→ **Stored data**:
┄┄┄┄┄┄┄┄┄┄┄┄┄┄┄┄┄┄┄┄
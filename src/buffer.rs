//! Generic size- and time-triggered batch buffer.
//!
//! Items accumulate until either `max_size` is reached, which flushes from
//! within [`BatchBuffer::add`], or `max_wait` elapses after the first item of
//! a batch, which flushes from a one-shot timer task. Every mutation and every
//! flush runs under one lock, so a size flush and a timer flush can never see
//! overlapping contents.

use std::sync::{Arc, Weak};
use std::time::Duration;

use parking_lot::Mutex;
use thiserror::Error;
use tokio::task::JoinHandle;
use tracing::{debug, warn};

/// Boxed error returned by flush callbacks.
pub type BoxError = Box<dyn std::error::Error + Send + Sync>;

/// Default number of items per batch.
const DEFAULT_MAX_SIZE: usize = 100;

/// Default time to hold a partial batch.
const DEFAULT_MAX_WAIT: Duration = Duration::from_secs(5);

/// Configuration for a batch buffer.
#[derive(Debug, Clone)]
pub struct BufferConfig {
    /// Number of items that triggers an immediate flush
    pub max_size: usize,

    /// Longest time a partial batch is held before flushing
    pub max_wait: Duration,
}

impl Default for BufferConfig {
    fn default() -> Self {
        Self {
            max_size: DEFAULT_MAX_SIZE,
            max_wait: DEFAULT_MAX_WAIT,
        }
    }
}

impl BufferConfig {
    pub fn new(max_size: usize, max_wait: Duration) -> Self {
        Self {
            max_size: max_size.max(1),
            max_wait,
        }
    }
}

/// Statistics about buffer operations.
#[derive(Debug, Clone, Default, PartialEq, Eq)]
pub struct BufferStats {
    pub items_received: u64,
    pub items_flushed: u64,
    pub size_flushes: u64,
    pub time_flushes: u64,
    pub manual_flushes: u64,
    pub failed_flushes: u64,
}

#[derive(Debug, Error)]
pub enum BufferError {
    #[error("flush callback failed: {0}")]
    Flush(#[source] BoxError),

    /// Arming the flush timer needs a Tokio runtime
    #[error("no Tokio runtime available for the flush timer")]
    NoRuntime,
}

#[derive(Debug, Clone, Copy)]
enum FlushReason {
    Size,
    Time,
    Manual,
}

type FlushFn<T> = Box<dyn Fn(Vec<T>) -> Result<(), BoxError> + Send + Sync>;

struct State<T> {
    items: Vec<T>,
    timer: Option<JoinHandle<()>>,
    /// Bumped on every flush; a timer only fires for its own generation
    generation: u64,
    stats: BufferStats,
}

struct Shared<T> {
    config: BufferConfig,
    flush_fn: FlushFn<T>,
    state: Mutex<State<T>>,
}

impl<T> Shared<T> {
    fn flush_locked(&self, state: &mut State<T>, reason: FlushReason) -> Result<(), BufferError> {
        if let Some(timer) = state.timer.take() {
            timer.abort();
        }
        state.generation = state.generation.wrapping_add(1);

        if state.items.is_empty() {
            return Ok(());
        }

        let items = std::mem::replace(&mut state.items, Vec::with_capacity(self.config.max_size));
        let count = items.len() as u64;

        match reason {
            FlushReason::Size => state.stats.size_flushes += 1,
            FlushReason::Time => state.stats.time_flushes += 1,
            FlushReason::Manual => state.stats.manual_flushes += 1,
        }
        debug!(batch_size = count, reason = ?reason, "Flushing batch buffer");

        match (self.flush_fn)(items) {
            Ok(()) => {
                state.stats.items_flushed += count;
                Ok(())
            }
            Err(e) => {
                state.stats.failed_flushes += 1;
                Err(BufferError::Flush(e))
            }
        }
    }
}

impl<T> Drop for Shared<T> {
    fn drop(&mut self) {
        if let Some(timer) = self.state.get_mut().timer.take() {
            timer.abort();
        }
    }
}

/// Reusable accumulator, independent of the payload type.
///
/// The flush callback runs while the buffer lock is held and must not call
/// back into the same buffer.
pub struct BatchBuffer<T> {
    shared: Arc<Shared<T>>,
}

impl<T: Send + 'static> BatchBuffer<T> {
    pub fn new<F>(config: BufferConfig, flush_fn: F) -> Self
    where
        F: Fn(Vec<T>) -> Result<(), BoxError> + Send + Sync + 'static,
    {
        let state = State {
            items: Vec::with_capacity(config.max_size),
            timer: None,
            generation: 0,
            stats: BufferStats::default(),
        };

        Self {
            shared: Arc::new(Shared {
                config,
                flush_fn: Box::new(flush_fn),
                state: Mutex::new(state),
            }),
        }
    }

    /// Append an item, flushing immediately once `max_size` is reached.
    ///
    /// If the item would arm the timer outside a Tokio runtime, it is
    /// rejected with `NoRuntime` and the buffer is left unchanged.
    pub fn add(&self, item: T) -> Result<(), BufferError> {
        let mut state = self.shared.state.lock();
        let fills_batch = state.items.len() + 1 >= self.shared.config.max_size;

        let runtime = if !fills_batch && state.timer.is_none() {
            Some(tokio::runtime::Handle::try_current().map_err(|_| BufferError::NoRuntime)?)
        } else {
            None
        };

        state.items.push(item);
        state.stats.items_received += 1;

        if fills_batch {
            return self.shared.flush_locked(&mut state, FlushReason::Size);
        }

        if let Some(runtime) = runtime {
            let generation = state.generation;
            let max_wait = self.shared.config.max_wait;
            let weak = Arc::downgrade(&self.shared);
            state.timer = Some(runtime.spawn(flush_after(weak, generation, max_wait)));
        }

        Ok(())
    }

    /// Flush whatever is buffered now.
    pub fn flush(&self) -> Result<(), BufferError> {
        let mut state = self.shared.state.lock();
        self.shared.flush_locked(&mut state, FlushReason::Manual)
    }

    pub fn len(&self) -> usize {
        self.shared.state.lock().items.len()
    }

    pub fn is_empty(&self) -> bool {
        self.shared.state.lock().items.is_empty()
    }

    pub fn stats(&self) -> BufferStats {
        self.shared.state.lock().stats.clone()
    }

    pub fn config(&self) -> &BufferConfig {
        &self.shared.config
    }
}

async fn flush_after<T>(shared: Weak<Shared<T>>, generation: u64, max_wait: Duration) {
    tokio::time::sleep(max_wait).await;

    let Some(shared) = shared.upgrade() else {
        return;
    };
    let mut state = shared.state.lock();
    if state.generation != generation {
        return;
    }
    // Detach our own handle so the flush does not abort the running task
    state.timer = None;
    if let Err(e) = shared.flush_locked(&mut state, FlushReason::Time) {
        warn!(error = %e, "Timer-triggered flush failed");
    }
}

#[cfg(test)]
mod tests {
    use super::*;
    use std::sync::atomic::{AtomicUsize, Ordering};

    fn collecting_buffer(
        max_size: usize,
        max_wait: Duration,
    ) -> (BatchBuffer<u32>, Arc<Mutex<Vec<Vec<u32>>>>) {
        let batches = Arc::new(Mutex::new(Vec::new()));
        let sink = batches.clone();
        let buffer = BatchBuffer::new(BufferConfig::new(max_size, max_wait), move |items| {
            sink.lock().push(items);
            Ok(())
        });
        (buffer, batches)
    }

    #[test]
    fn test_buffer_config_default() {
        let config = BufferConfig::default();
        assert_eq!(config.max_size, 100);
        assert_eq!(config.max_wait, Duration::from_secs(5));
        assert_eq!(BufferConfig::new(0, Duration::ZERO).max_size, 1);
    }

    #[tokio::test(start_paused = true)]
    async fn test_size_based_flush_is_synchronous() {
        let (buffer, batches) = collecting_buffer(3, Duration::from_secs(60));

        buffer.add(1).unwrap();
        buffer.add(2).unwrap();
        assert!(batches.lock().is_empty());

        buffer.add(3).unwrap();
        assert_eq!(*batches.lock(), vec![vec![1, 2, 3]]);
        assert!(buffer.is_empty());
        assert_eq!(buffer.stats().size_flushes, 1);
    }

    #[tokio::test(start_paused = true)]
    async fn test_time_based_flush() {
        let (buffer, batches) = collecting_buffer(100, Duration::from_millis(50));

        buffer.add(7).unwrap();
        buffer.add(8).unwrap();

        tokio::time::sleep(Duration::from_millis(60)).await;

        assert_eq!(*batches.lock(), vec![vec![7, 8]]);
        assert_eq!(buffer.stats().time_flushes, 1);
    }

    #[tokio::test(start_paused = true)]
    async fn test_size_flush_cancels_pending_timer() {
        let (buffer, batches) = collecting_buffer(2, Duration::from_millis(50));

        buffer.add(1).unwrap();
        buffer.add(2).unwrap();
        buffer.add(3).unwrap();

        tokio::time::sleep(Duration::from_millis(30)).await;
        // Timer armed by item 1 was cancelled; item 3 has its own timer
        assert_eq!(*batches.lock(), vec![vec![1, 2]]);

        tokio::time::sleep(Duration::from_millis(40)).await;
        assert_eq!(*batches.lock(), vec![vec![1, 2], vec![3]]);
        assert_eq!(buffer.stats().time_flushes, 1);
    }

    #[tokio::test(start_paused = true)]
    async fn test_manual_flush() {
        let (buffer, batches) = collecting_buffer(10, Duration::from_secs(60));
        buffer.flush().unwrap();
        assert!(batches.lock().is_empty());

        buffer.add(5).unwrap();
        buffer.flush().unwrap();
        assert_eq!(*batches.lock(), vec![vec![5]]);
        assert_eq!(buffer.stats().manual_flushes, 1);
        assert_eq!(buffer.stats().items_flushed, 1);
    }

    #[tokio::test(start_paused = true)]
    async fn test_flush_error_is_reported() {
        let calls = Arc::new(AtomicUsize::new(0));
        let counter = calls.clone();
        let buffer = BatchBuffer::new(BufferConfig::new(1, Duration::from_secs(1)), move |_items: Vec<u8>| {
            counter.fetch_add(1, Ordering::SeqCst);
            Err("downstream unavailable".into())
        });

        let err = buffer.add(1).unwrap_err();
        assert!(matches!(err, BufferError::Flush(_)));
        assert_eq!(calls.load(Ordering::SeqCst), 1);
        assert_eq!(buffer.stats().failed_flushes, 1);
    }

    #[test]
    fn test_add_without_runtime_reports_error() {
        let (buffer, _batches) = collecting_buffer(10, Duration::from_secs(1));
        assert!(matches!(buffer.add(1), Err(BufferError::NoRuntime)));
        assert!(matches!(buffer.add(1), Err(BufferError::NoRuntime)));

        assert!(buffer.is_empty());
        assert_eq!(buffer.stats().items_received, 0);
    }

    #[test]
    fn test_size_flush_needs_no_runtime() {
        let (buffer, batches) = collecting_buffer(1, Duration::from_secs(1));
        buffer.add(7).unwrap();

        assert!(buffer.is_empty());
        assert_eq!(*batches.lock(), vec![vec![7]]);
    }
}
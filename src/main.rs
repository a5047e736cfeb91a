//! Edge Sync Agent
//!
//! Collects sample sensor telemetry into local storage and ships it to the
//! sync server in batches sized for the device.
//!
//! ## Configuration
//!
//! Loaded from `EDGE_SYNC_*` environment variables, see [`Config::from_env`].
//! `RUST_LOG` controls the log filter (default: info).

use std::sync::Arc;
use std::time::Duration;

use tokio::time::interval;
use tracing::{error, info, warn};
use tracing_subscriber::EnvFilter;

use edge_sync::capability::DeviceCapability;
use edge_sync::client::{RpcSyncClient, SyncClient};
use edge_sync::config::Config;
use edge_sync::generator::MetricGenerator;
use edge_sync::manager::SyncManager;
use edge_sync::model::LogLevel;
use edge_sync::storage::{MemoryStorage, Storage};

/// How often a sweep of sensor readings is collected
const COLLECT_INTERVAL: Duration = Duration::from_secs(1);

/// How often a status snapshot is logged
const STATUS_INTERVAL: Duration = Duration::from_secs(30);

#[tokio::main]
async fn main() {
    init_tracing();

    info!("Starting Edge Sync Agent...");

    let config = match Config::from_env() {
        Ok(config) => {
            info!(
                server_url = %config.client.server_url,
                device_id = %config.sync.device_id,
                org_id = %config.sync.org_id,
                max_retries = config.sync.max_retries,
                "Configuration loaded"
            );
            config
        }
        Err(e) => {
            error!(error = %e, "Failed to load configuration");
            std::process::exit(1);
        }
    };

    let capability = DeviceCapability::detect();
    info!(
        tier = %capability.tier,
        total_ram = capability.total_ram,
        total_disk = capability.total_disk,
        cpu_cores = capability.cpu_cores,
        "Device capability detected"
    );

    let storage = Arc::new(MemoryStorage::new(capability.max_metrics_in_memory));

    let client = match RpcSyncClient::new(&config.client) {
        Ok(client) => Arc::new(client),
        Err(e) => {
            error!(error = %e, "Failed to create sync client");
            std::process::exit(1);
        }
    };

    let device_id = config.sync.device_id.clone();
    let manager = SyncManager::new(storage.clone(), client.clone(), capability, config.sync);
    if let Err(e) = manager.start() {
        error!(error = %e, "Failed to start sync manager");
        std::process::exit(1);
    }

    let generator = MetricGenerator::with_defaults(device_id);
    let collector = tokio::spawn(run_collector(generator, storage.clone(), manager.clone()));
    let status = tokio::spawn(report_status(manager.clone(), storage.clone()));

    info!("Edge Sync Agent running. Press Ctrl+C to stop.");
    match tokio::signal::ctrl_c().await {
        Ok(()) => info!("Shutdown signal received, stopping..."),
        Err(e) => error!(error = %e, "Failed to listen for shutdown signal"),
    }

    collector.abort();
    status.abort();

    manager.stop().await;
    client.close();
    storage.close();

    let snapshot = manager.get_metrics();
    info!(
        metrics_synced = snapshot.metrics_synced,
        logs_synced = snapshot.logs_synced,
        successful_syncs = snapshot.successful_syncs,
        failed_syncs = snapshot.failed_syncs,
        "Edge Sync Agent stopped"
    );
}

/// Initialize the tracing subscriber with environment-based filtering.
fn init_tracing() {
    let filter = EnvFilter::try_from_default_env().unwrap_or_else(|_| EnvFilter::new("info"));

    tracing_subscriber::fmt()
        .with_env_filter(filter)
        .with_target(true)
        .with_thread_ids(false)
        .with_file(false)
        .with_line_number(false)
        .compact()
        .init();
}

/// Store one sweep of readings per tick. Readings worth a log line are also
/// queued for log sync.
async fn run_collector(generator: MetricGenerator, storage: Arc<MemoryStorage>, manager: SyncManager) {
    let mut ticker = interval(COLLECT_INTERVAL);

    loop {
        ticker.tick().await;

        for metric in generator.sweep() {
            let entry = generator.describe(&metric);
            if let Err(e) = storage.store_metric(metric) {
                warn!(error = %e, "Failed to store metric, collector stopping");
                return;
            }
            if matches!(entry.level, LogLevel::Warn | LogLevel::Error | LogLevel::Fatal) {
                if let Err(e) = manager.record_log(entry) {
                    warn!(error = %e, "Failed to queue log entry");
                }
            }
        }
    }
}

async fn report_status(manager: SyncManager, storage: Arc<MemoryStorage>) {
    let mut ticker = interval(STATUS_INTERVAL);
    ticker.tick().await;

    loop {
        ticker.tick().await;

        let snapshot = manager.get_metrics();
        let info = storage.storage_info();
        info!(
            metrics_synced = snapshot.metrics_synced,
            logs_synced = snapshot.logs_synced,
            bytes_sent = snapshot.bytes_sent,
            compression_ratio = format!("{:.2}", snapshot.compression_ratio),
            successful_syncs = snapshot.successful_syncs,
            failed_syncs = snapshot.failed_syncs,
            consecutive_failures = snapshot.consecutive_failures,
            circuit = %snapshot.circuit_state,
            unsynced = info.unsynced_metrics,
            dropped = storage.dropped(),
            "Sync status"
        );
    }
}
┄┄┄┄┄┄┄┄┄┄┄┄┄┄┄┄┄┄┄┄
→ **HOW TO COMPLETE THIS TASK**:
Word for word, repeat the lines from the one holding "let info = storage.storage_info();" through the last line of the entries, both included.

→ **EXERCISE SOLUTION**:
        let info = storage.storage_info();
        info!(
            metrics_synced = snapshot.metrics_synced,
            logs_synced = snapshot.logs_synced,
            bytes_sent = snapshot.bytes_sent,
            compression_ratio = format!("{:.2}", snapshot.compression_ratio),
            successful_syncs = snapshot.successful_syncs,
            failed_syncs = snapshot.failed_syncs,
            consecutive_failures = snapshot.consecutive_failures,
            circuit = %snapshot.circuit_state,
            unsynced = info.unsynced_metrics,
            dropped = storage.dropped(),
            "Sync status"
        );
    }
}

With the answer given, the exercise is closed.